Versicherungsmedizin. 1992 Aug 1;44(4):133-7.
Three cases of muscular dystrophy are reported on (8 years, 4 months, 10 months) in which serious conditions arose under anaesthetic (bradycardia, asystolia, hyperkalemia, rising CPK). In the first two cases there was no way of avoiding a fatal outcome, but in the third case the child survived with no permanent damage. The cause of incidents of this kind is discussed first as being hyperkalemia due to acute rhabdomyolysis, and secondly malign hyperthermia. There were no indications of malign hyperthermia in this case. It is hardly possible to distinguish this in an acute clinical ward, as the clinical symptoms are very similar. If it is known that muscular dystrophy is present, depolarising relaxants should be given sparingly.

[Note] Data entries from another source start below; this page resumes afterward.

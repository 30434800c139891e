// Two-sample statistics for arm comparisons
//
// Welch's unequal-variance t-test in f64: paid amounts run into the millions,
// so moments are accumulated in double precision. Student's t tail
// probabilities and critical values come from statrs. Medians use aprender's
// DescriptiveStats over a trueno Vector, which is f32; they are reported for
// display only and never feed a decision.

use anyhow::{Context, Result};
use aprender::stats::DescriptiveStats;
use statrs::distribution::{ContinuousCDF, StudentsT};
use trueno::Vector;

/// Result of Welch's two-sample t-test between `a` and `b`
#[derive(Debug, Clone, PartialEq)]
pub struct WelchTest {
    /// Mean of `a` minus mean of `b`
    pub mean_difference: f64,

    /// t-statistic
    pub statistic: f64,

    /// Two-sided p-value
    pub p_value: f64,

    /// Welch–Satterthwaite degrees of freedom
    pub df: f64,

    /// Standard error of the mean difference
    pub std_error: f64,
}

impl WelchTest {
    /// Two-sided confidence interval around the mean difference
    ///
    /// `confidence` is the coverage, e.g. 0.95.
    pub fn confidence_interval(&self, confidence: f64) -> Result<(f64, f64)> {
        let crit = t_critical(self.df, confidence)?;
        let half_width = crit * self.std_error;
        Ok((
            self.mean_difference - half_width,
            self.mean_difference + half_width,
        ))
    }
}

/// Arithmetic mean; NaN for an empty slice
pub fn mean(values: &[f64]) -> f64 {
    values.iter().sum::<f64>() / values.len() as f64
}

/// Unbiased sample variance (Bessel's correction, divides by n - 1)
pub fn sample_variance(values: &[f64]) -> f64 {
    let n = values.len();
    if n < 2 {
        return 0.0;
    }
    let m = mean(values);
    values.iter().map(|v| (v - m).powi(2)).sum::<f64>() / (n - 1) as f64
}

/// Compare two samples using Welch's independent t-test
///
/// # Errors
/// Fails when either sample has fewer than 2 values or when both samples
/// have zero variance (the statistic is undefined).
///
/// # Example
/// ```
/// use rollout_guard::regression::welch_t_test;
///
/// let control = vec![120.0, 125.0, 118.0, 130.0, 122.0];
/// let treatment = vec![100.0, 98.0, 104.0, 101.0, 97.0];
///
/// let test = welch_t_test(&control, &treatment).unwrap();
/// assert!(test.mean_difference > 0.0);
/// assert!(test.p_value < 0.05);
/// ```
pub fn welch_t_test(a: &[f64], b: &[f64]) -> Result<WelchTest> {
    if a.len() < 2 || b.len() < 2 {
        anyhow::bail!(
            "Need at least 2 samples per group for t-test (got {} and {})",
            a.len(),
            b.len()
        );
    }

    let (n_a, n_b) = (a.len() as f64, b.len() as f64);
    let se2_a = sample_variance(a) / n_a;
    let se2_b = sample_variance(b) / n_b;
    let se2 = se2_a + se2_b;

    if se2 <= 0.0 || !se2.is_finite() {
        anyhow::bail!("Both samples have zero variance; t-statistic is undefined");
    }

    let mean_difference = mean(a) - mean(b);
    let std_error = se2.sqrt();
    let statistic = mean_difference / std_error;
    let df = se2.powi(2) / (se2_a.powi(2) / (n_a - 1.0) + se2_b.powi(2) / (n_b - 1.0));

    let dist = students_t(df)?;
    let p_value = (2.0 * (1.0 - dist.cdf(statistic.abs()))).clamp(0.0, 1.0);

    Ok(WelchTest {
        mean_difference,
        statistic,
        p_value,
        df,
        std_error,
    })
}

/// Two-sided critical value of Student's t for the given coverage
pub fn t_critical(df: f64, confidence: f64) -> Result<f64> {
    if !(confidence > 0.0 && confidence < 1.0) {
        anyhow::bail!("confidence must be in (0, 1), got {}", confidence);
    }
    let dist = students_t(df)?;
    Ok(dist.inverse_cdf(1.0 - (1.0 - confidence) / 2.0))
}

fn students_t(df: f64) -> Result<StudentsT> {
    StudentsT::new(0.0, 1.0, df)
        .map_err(|e| anyhow::anyhow!("{}", e))
        .with_context(|| format!("Invalid Student's t degrees of freedom: {}", df))
}

/// Median using aprender's DescriptiveStats (R-7 quantile)
///
/// Computed in single precision: amounts above 2^24 lose their fractional
/// part and relative error is about 6e-8.
pub fn median(values: &[f64]) -> Result<f64> {
    if values.is_empty() {
        anyhow::bail!("Cannot compute median of an empty sample");
    }
    let narrowed: Vec<f32> = values.iter().map(|v| *v as f32).collect();
    let vector = Vector::from_slice(&narrowed);
    let stats = DescriptiveStats::new(&vector);
    stats
        .quantile(0.5)
        .map(f64::from)
        .map_err(|e| anyhow::anyhow!("Failed to compute median: {}", e))
}
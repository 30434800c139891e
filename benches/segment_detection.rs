//! Segment regression detection benchmark
//!
//! One decision cycle scans every candidate segment column, runs a Welch
//! test per segment value and applies one Benjamini–Hochberg correction
//! across the whole table.
//!
//! # Run Instructions
//!
//! ```bash
//! cargo bench --bench segment_detection
//! ```

use criterion::{black_box, criterion_group, criterion_main, BenchmarkId, Criterion};
use rollout_guard::config::GuardConfig;
use rollout_guard::effect::estimate;
use rollout_guard::pipeline::evaluate;
use rollout_guard::regression::{benjamini_hochberg, candidate_columns, detect, SegmentConfig};
use rollout_guard::simulate::{simulate_ledger, Scenario};

fn bench_detect(c: &mut Criterion) {
    let config = SegmentConfig::default();
    let mut group = c.benchmark_group("segment_detect");

    for size in [2_000usize, 20_000, 100_000] {
        let records = simulate_ledger(Scenario::SegmentRegression, size, 7, "fraud-exp-v1", 0.10);
        let columns = candidate_columns(&records, &config);
        group.bench_with_input(BenchmarkId::from_parameter(size), &records, |b, records| {
            b.iter(|| detect(black_box(records), &columns, &config))
        });
    }

    group.finish();
}

fn bench_effect_estimate(c: &mut Criterion) {
    let records = simulate_ledger(Scenario::Go, 100_000, 7, "fraud-exp-v1", 0.10);

    c.bench_function("effect_estimate_100k", |b| {
        b.iter(|| estimate(black_box(&records)))
    });
}

fn bench_benjamini_hochberg(c: &mut Criterion) {
    let p_values: Vec<f64> = (1..=240).map(|i| (i as f64 / 241.0).powi(2)).collect();

    c.bench_function("benjamini_hochberg_240", |b| {
        b.iter(|| benjamini_hochberg(black_box(&p_values), 0.10))
    });
}

fn bench_full_evaluation(c: &mut Criterion) {
    let config = GuardConfig::default();
    let records = simulate_ledger(Scenario::Go, 20_000, 7, &config.experiment_salt, 0.10);

    c.bench_function("cycle_evaluate_20k", |b| {
        b.iter(|| evaluate(black_box(&records), &config).decision)
    });
}

criterion_group!(
    benches,
    bench_detect,
    bench_effect_estimate,
    bench_benjamini_hochberg,
    bench_full_evaluation
);
criterion_main!(benches);
use serde::{Deserialize, Serialize};
use std::fmt;

/// How scored claims are treated under a policy
#[derive(Debug, Clone, Copy, PartialEq, Eq, Hash, Serialize, Deserialize)]
#[serde(rename_all = "SCREAMING_SNAKE_CASE")]
pub enum PolicyMode {
    /// TREATMENT claims go through the review policy
    Experiment,
    /// Every claim is paid; the review policy is switched off
    BaselineOnly,
}

impl fmt::Display for PolicyMode {
    fn fmt(&self, f: &mut fmt::Formatter<'_>) -> fmt::Result {
        match self {
            PolicyMode::Experiment => f.write_str("EXPERIMENT"),
            PolicyMode::BaselineOnly => f.write_str("BASELINE_ONLY"),
        }
    }
}

/// One versioned rollout configuration
#[derive(Debug, Clone, PartialEq, Serialize, Deserialize)]
pub struct PolicyState {
    /// `P<n>`, strictly increasing in creation order
    pub policy_version: String,
    pub control_rate: f64,
    pub mode: PolicyMode,
    /// RFC 3339 timestamp, or `INIT` for the bootstrap state
    pub created_at: String,
    pub notes: String,
}

impl PolicyState {
    /// Bootstrap state written on first access
    pub fn initial(control_rate: f64) -> Self {
        Self {
            policy_version: "P0".to_string(),
            control_rate,
            mode: PolicyMode::Experiment,
            created_at: "INIT".to_string(),
            notes: "auto-created".to_string(),
        }
    }

    /// Numeric part of `policy_version`
    pub fn version_number(&self) -> Option<u64> {
        self.policy_version.strip_prefix('P')?.parse().ok()
    }
}

/// Requested change to the current policy
#[derive(Debug, Clone, PartialEq)]
pub struct PolicyUpdate {
    pub control_rate: f64,
    pub mode: PolicyMode,
    pub notes: String,
}

/// Current policy plus every superseded state, oldest first
#[derive(Debug, Clone, PartialEq, Serialize, Deserialize)]
pub struct PolicyRegistry {
    pub current: PolicyState,
    pub history: Vec<PolicyState>,
}

impl PolicyRegistry {
    pub fn bootstrap(default_control_rate: f64) -> Self {
        Self {
            current: PolicyState::initial(default_control_rate),
            history: Vec::new(),
        }
    }

    /// Supersede the current state and return the new one
    ///
    /// The version number is the history length after the append, so it
    /// grows by one per call as long as history is never pruned.
    pub fn supersede(&mut self, update: PolicyUpdate, created_at: String) -> PolicyState {
        let next = PolicyState {
            policy_version: format!("P{}", self.history.len() + 1),
            control_rate: update.control_rate,
            mode: update.mode,
            created_at,
            notes: update.notes,
        };
        let previous = std::mem::replace(&mut self.current, next);
        self.history.push(previous);
        self.current.clone()
    }
}
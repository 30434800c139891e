// Configuration for segment regression detection
//
// Sample-size floors bound the noise of each per-segment test; alpha is the
// false discovery rate controlled across all segments of one cycle.

use serde::{Deserialize, Serialize};

/// Thresholds for the segment regression detector
///
/// # Example
/// ```
/// use rollout_guard::regression::SegmentConfig;
///
/// let config = SegmentConfig::default();
/// assert_eq!(config.alpha, 0.10);
/// assert_eq!(config.min_segment_n, 50);
/// ```
#[derive(Debug, Clone, PartialEq, Serialize, Deserialize)]
#[serde(default)]
pub struct SegmentConfig {
    /// Minimum records in a segment (both arms together) before it is tested
    pub min_segment_n: usize,

    /// Minimum valid records per arm within a segment
    pub min_arm_n: usize,

    /// Benjamini–Hochberg false discovery rate level
    ///
    /// - 0.10 (default): tolerate one false alert in ten flagged segments
    /// - 0.05: stricter, fewer rollbacks from noisy segments
    pub alpha: f64,

    /// Upper bound on automatically discovered segment columns
    pub max_columns: usize,

    /// Smallest distinct-value count for a discovered segment column
    pub min_cardinality: usize,

    /// Largest distinct-value count for a discovered segment column
    ///
    /// Attributes above this (claim ids, zip codes) would explode the number
    /// of tests and dilute the FDR correction.
    pub max_cardinality: usize,
}

impl Default for SegmentConfig {
    fn default() -> Self {
        Self {
            min_segment_n: 50,
            min_arm_n: 20,
            alpha: 0.10,
            max_columns: 8,
            min_cardinality: 2,
            max_cardinality: 30,
        }
    }
}

impl SegmentConfig {
    /// Validate configuration
    pub fn validate(&self) -> Result<(), String> {
        if !(self.alpha > 0.0 && self.alpha <= 1.0) {
            return Err(format!("segment alpha must be in (0, 1], got {}", self.alpha));
        }

        if self.min_arm_n < 2 {
            return Err(format!(
                "segment min_arm_n must be >= 2 for t-test, got {}",
                self.min_arm_n
            ));
        }

        if self.min_cardinality < 2 || self.min_cardinality > self.max_cardinality {
            return Err(format!(
                "segment cardinality bounds must satisfy 2 <= min <= max, got [{}, {}]",
                self.min_cardinality, self.max_cardinality
            ));
        }

        Ok(())
    }
}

This also applies, as the first case shows, for muscular dystrophy of the Becker type, which can on the whole be regarded as benign in comparison with progressive muscular dystrophy of the Duchenne type. In this instance a forensic and anaesthetic expert's opinion even had to be produced at the request of the Public Prosecutor. The post mortem was carried out under the heading of a possible "mistaken medical treatment" but there was no evidence to justify such an assumption.